- _Aim of the exercise_:
Look through the listing for the word "Minutes". Copy each line that has it.

- _Information given_:
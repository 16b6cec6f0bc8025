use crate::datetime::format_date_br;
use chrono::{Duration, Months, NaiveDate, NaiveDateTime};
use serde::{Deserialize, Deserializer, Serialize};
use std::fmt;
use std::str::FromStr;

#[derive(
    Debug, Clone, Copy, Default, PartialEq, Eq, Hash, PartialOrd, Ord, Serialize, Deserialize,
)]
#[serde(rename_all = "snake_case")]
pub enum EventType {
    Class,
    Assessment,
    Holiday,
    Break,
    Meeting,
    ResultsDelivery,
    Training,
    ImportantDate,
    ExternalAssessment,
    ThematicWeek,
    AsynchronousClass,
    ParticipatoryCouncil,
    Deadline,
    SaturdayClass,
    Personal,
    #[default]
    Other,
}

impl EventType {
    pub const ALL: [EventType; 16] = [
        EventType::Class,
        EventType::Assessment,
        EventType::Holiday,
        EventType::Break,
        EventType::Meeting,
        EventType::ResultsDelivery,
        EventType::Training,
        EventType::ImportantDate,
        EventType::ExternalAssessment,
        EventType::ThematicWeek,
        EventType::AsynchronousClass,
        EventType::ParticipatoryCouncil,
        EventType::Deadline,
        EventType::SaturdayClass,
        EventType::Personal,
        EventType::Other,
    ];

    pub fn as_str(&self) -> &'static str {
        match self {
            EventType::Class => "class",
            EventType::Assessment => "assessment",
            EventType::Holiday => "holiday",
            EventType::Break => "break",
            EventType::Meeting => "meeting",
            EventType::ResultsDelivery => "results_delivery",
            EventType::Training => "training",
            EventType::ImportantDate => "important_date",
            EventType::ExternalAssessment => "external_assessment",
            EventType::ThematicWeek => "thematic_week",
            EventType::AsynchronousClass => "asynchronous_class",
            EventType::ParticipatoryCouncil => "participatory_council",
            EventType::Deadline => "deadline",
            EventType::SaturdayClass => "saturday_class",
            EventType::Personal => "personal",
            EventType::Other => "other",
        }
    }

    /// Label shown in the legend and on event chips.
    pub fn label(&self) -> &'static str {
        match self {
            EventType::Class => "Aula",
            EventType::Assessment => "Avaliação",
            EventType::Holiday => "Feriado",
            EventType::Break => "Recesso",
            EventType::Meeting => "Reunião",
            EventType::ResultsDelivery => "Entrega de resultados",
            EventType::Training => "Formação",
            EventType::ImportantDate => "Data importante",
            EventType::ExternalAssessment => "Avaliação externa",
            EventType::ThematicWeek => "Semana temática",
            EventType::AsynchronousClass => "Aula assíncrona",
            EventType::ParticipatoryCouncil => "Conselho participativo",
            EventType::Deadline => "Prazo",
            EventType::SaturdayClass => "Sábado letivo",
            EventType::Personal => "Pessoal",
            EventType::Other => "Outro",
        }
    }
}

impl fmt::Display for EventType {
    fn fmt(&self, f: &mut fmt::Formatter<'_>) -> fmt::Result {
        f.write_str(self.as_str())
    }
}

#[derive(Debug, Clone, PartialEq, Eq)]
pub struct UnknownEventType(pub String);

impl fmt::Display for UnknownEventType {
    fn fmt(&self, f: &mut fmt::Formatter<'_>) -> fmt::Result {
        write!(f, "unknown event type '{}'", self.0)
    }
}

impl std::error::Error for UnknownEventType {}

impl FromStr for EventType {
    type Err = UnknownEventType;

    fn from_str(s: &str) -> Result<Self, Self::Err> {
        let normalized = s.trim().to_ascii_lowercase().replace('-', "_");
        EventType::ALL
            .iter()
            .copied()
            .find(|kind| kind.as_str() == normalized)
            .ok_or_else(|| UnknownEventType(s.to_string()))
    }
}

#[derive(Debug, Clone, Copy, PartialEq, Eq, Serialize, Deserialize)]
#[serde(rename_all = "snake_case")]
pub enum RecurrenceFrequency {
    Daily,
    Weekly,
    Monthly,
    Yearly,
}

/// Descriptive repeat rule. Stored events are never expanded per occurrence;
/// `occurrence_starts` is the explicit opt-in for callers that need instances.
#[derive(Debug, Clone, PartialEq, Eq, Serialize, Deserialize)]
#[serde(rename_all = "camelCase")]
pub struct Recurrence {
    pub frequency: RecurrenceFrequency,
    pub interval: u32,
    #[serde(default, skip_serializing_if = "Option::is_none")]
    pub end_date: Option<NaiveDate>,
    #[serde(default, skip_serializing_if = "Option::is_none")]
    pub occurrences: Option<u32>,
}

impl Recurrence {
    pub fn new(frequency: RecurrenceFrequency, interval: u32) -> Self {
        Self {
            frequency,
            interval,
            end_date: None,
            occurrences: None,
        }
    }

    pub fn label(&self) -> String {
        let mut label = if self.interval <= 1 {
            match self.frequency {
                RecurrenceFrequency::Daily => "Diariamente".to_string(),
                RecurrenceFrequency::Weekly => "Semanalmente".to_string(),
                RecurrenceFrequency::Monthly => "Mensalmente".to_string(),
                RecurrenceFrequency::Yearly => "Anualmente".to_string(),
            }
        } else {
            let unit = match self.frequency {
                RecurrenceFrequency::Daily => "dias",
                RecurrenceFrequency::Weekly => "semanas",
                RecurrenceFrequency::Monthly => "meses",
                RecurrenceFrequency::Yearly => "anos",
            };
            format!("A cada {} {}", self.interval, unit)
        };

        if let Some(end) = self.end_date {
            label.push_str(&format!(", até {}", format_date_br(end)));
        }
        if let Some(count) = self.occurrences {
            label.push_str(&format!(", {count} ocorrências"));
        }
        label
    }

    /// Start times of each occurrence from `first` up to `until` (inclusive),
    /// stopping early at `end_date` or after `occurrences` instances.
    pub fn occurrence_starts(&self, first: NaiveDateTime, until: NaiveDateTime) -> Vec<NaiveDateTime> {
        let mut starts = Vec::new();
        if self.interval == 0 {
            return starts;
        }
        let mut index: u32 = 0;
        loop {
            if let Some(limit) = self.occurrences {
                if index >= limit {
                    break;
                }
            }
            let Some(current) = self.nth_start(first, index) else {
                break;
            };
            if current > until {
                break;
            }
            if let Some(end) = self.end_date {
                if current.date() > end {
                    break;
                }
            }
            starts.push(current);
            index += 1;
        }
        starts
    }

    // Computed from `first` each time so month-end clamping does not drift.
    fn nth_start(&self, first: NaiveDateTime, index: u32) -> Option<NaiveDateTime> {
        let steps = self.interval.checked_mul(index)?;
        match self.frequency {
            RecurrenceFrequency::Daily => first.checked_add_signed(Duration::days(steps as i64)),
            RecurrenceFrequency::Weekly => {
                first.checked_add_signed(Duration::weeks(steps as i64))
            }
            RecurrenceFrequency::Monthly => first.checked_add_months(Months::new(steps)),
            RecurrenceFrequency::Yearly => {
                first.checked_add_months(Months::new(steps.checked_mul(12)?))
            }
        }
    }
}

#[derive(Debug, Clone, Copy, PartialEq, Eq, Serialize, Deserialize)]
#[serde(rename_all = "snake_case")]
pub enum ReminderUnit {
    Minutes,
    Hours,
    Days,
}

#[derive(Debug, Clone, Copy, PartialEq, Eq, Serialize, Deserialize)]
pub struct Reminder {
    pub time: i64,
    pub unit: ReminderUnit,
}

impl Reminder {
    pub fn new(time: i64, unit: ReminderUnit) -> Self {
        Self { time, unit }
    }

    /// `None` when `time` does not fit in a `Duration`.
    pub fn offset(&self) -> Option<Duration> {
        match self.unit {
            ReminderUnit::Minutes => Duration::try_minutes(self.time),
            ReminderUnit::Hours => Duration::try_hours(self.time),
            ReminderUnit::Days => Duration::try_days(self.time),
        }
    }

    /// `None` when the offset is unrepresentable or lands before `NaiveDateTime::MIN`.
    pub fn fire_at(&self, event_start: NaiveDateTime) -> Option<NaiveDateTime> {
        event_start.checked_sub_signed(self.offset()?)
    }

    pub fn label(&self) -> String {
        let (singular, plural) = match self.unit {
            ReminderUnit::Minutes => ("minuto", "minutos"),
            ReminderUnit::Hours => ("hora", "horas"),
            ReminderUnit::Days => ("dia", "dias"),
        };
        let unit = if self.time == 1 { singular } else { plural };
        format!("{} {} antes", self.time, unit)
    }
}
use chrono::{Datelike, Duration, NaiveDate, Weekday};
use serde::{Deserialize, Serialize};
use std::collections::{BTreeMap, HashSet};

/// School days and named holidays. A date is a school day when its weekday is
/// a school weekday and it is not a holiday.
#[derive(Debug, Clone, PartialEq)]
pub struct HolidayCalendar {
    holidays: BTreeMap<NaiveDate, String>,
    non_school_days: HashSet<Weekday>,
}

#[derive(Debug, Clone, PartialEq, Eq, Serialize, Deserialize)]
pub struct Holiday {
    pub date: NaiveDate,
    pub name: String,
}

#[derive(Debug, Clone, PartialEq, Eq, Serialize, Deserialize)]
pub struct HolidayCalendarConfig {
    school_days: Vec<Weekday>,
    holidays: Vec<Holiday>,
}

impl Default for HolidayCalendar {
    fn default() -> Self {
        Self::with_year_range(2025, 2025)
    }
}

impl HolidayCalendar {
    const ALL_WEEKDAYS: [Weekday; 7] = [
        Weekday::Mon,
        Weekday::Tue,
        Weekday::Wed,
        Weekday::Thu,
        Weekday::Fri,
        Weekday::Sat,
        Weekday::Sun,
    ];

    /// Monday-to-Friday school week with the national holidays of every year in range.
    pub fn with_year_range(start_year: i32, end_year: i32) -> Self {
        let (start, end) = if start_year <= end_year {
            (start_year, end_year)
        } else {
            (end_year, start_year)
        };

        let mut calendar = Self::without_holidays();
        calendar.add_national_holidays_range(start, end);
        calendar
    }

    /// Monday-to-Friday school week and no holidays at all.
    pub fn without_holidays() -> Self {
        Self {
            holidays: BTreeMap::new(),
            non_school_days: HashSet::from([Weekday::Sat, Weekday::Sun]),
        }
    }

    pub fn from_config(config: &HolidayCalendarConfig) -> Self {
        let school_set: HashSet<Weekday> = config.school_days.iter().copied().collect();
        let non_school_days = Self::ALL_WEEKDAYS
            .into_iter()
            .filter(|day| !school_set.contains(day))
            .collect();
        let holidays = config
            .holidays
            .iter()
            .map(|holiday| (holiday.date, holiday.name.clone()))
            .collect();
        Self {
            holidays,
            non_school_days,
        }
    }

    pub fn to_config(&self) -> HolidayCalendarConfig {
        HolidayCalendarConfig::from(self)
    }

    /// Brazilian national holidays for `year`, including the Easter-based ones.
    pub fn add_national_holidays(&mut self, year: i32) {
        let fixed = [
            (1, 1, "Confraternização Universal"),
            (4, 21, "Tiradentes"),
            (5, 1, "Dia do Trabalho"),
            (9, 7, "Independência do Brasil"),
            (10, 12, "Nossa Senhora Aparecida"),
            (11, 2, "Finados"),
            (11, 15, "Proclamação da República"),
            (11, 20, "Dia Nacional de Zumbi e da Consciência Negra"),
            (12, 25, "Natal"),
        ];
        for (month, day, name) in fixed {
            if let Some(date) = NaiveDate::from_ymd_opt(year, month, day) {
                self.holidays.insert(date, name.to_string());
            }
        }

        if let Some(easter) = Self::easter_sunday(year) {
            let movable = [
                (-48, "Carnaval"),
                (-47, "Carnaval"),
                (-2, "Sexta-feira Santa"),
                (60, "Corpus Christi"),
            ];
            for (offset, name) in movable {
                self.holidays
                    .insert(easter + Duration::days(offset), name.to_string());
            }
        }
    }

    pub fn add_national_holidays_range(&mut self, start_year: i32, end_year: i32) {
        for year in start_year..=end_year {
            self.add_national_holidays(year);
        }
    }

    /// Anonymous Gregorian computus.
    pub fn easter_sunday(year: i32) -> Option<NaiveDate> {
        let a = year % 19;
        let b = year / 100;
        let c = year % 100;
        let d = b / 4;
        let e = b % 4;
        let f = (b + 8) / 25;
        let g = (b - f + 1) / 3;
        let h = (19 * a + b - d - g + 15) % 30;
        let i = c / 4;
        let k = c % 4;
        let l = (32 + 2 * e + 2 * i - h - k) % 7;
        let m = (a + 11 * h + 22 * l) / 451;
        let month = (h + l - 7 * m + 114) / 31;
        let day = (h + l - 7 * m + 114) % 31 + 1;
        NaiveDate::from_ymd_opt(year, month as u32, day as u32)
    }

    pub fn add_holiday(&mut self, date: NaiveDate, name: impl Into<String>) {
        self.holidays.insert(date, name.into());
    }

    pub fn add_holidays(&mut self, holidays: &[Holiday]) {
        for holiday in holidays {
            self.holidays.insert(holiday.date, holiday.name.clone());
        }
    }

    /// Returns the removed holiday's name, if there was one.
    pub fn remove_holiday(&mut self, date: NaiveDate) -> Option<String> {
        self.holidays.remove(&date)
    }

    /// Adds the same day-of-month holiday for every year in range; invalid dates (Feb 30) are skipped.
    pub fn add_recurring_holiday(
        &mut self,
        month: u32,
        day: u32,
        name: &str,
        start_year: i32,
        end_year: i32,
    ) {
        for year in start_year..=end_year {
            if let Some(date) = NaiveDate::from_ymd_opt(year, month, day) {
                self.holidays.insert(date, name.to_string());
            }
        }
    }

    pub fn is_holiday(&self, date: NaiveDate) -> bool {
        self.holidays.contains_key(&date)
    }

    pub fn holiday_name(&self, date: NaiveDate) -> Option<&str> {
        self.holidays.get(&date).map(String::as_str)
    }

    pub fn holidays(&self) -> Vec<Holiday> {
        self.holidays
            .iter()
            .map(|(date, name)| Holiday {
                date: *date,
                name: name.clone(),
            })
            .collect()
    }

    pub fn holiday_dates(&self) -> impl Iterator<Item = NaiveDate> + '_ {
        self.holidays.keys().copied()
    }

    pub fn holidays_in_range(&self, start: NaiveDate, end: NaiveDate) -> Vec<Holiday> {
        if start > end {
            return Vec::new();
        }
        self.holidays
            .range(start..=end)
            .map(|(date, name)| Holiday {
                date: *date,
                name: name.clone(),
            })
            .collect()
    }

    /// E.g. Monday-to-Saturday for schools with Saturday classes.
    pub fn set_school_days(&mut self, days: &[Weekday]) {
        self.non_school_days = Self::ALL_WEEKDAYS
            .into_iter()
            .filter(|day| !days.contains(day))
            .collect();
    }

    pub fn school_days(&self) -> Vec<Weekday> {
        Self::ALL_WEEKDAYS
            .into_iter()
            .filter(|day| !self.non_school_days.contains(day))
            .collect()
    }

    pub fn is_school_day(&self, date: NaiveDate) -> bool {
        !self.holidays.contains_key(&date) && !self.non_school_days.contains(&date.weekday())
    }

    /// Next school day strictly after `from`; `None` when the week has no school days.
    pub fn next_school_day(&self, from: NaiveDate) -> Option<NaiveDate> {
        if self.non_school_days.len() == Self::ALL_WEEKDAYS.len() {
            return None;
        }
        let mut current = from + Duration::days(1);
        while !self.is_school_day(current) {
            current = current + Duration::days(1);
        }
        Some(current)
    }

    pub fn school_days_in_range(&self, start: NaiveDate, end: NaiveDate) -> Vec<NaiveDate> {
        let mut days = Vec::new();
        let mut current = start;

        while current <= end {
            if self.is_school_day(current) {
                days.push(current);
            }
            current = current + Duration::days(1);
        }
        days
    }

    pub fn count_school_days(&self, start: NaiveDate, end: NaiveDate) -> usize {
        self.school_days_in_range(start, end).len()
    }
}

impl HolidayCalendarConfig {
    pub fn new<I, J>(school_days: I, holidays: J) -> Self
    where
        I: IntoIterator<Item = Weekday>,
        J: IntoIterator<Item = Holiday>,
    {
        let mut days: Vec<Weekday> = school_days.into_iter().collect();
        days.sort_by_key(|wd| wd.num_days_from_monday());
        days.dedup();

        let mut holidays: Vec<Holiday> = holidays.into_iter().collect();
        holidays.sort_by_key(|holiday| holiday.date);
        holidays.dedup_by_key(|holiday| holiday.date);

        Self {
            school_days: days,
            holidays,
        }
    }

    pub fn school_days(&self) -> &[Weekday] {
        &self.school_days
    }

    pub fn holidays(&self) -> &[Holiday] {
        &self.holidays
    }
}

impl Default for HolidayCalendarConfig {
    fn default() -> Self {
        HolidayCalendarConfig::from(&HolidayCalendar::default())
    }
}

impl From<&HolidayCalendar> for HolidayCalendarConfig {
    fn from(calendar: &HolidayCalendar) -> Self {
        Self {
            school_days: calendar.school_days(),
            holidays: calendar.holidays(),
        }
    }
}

- _Answer to the problem_:
    Minutes,
            ReminderUnit::Minutes => Duration::try_minutes(self.time),
            ReminderUnit::Minutes => ("minuto", "minutos"),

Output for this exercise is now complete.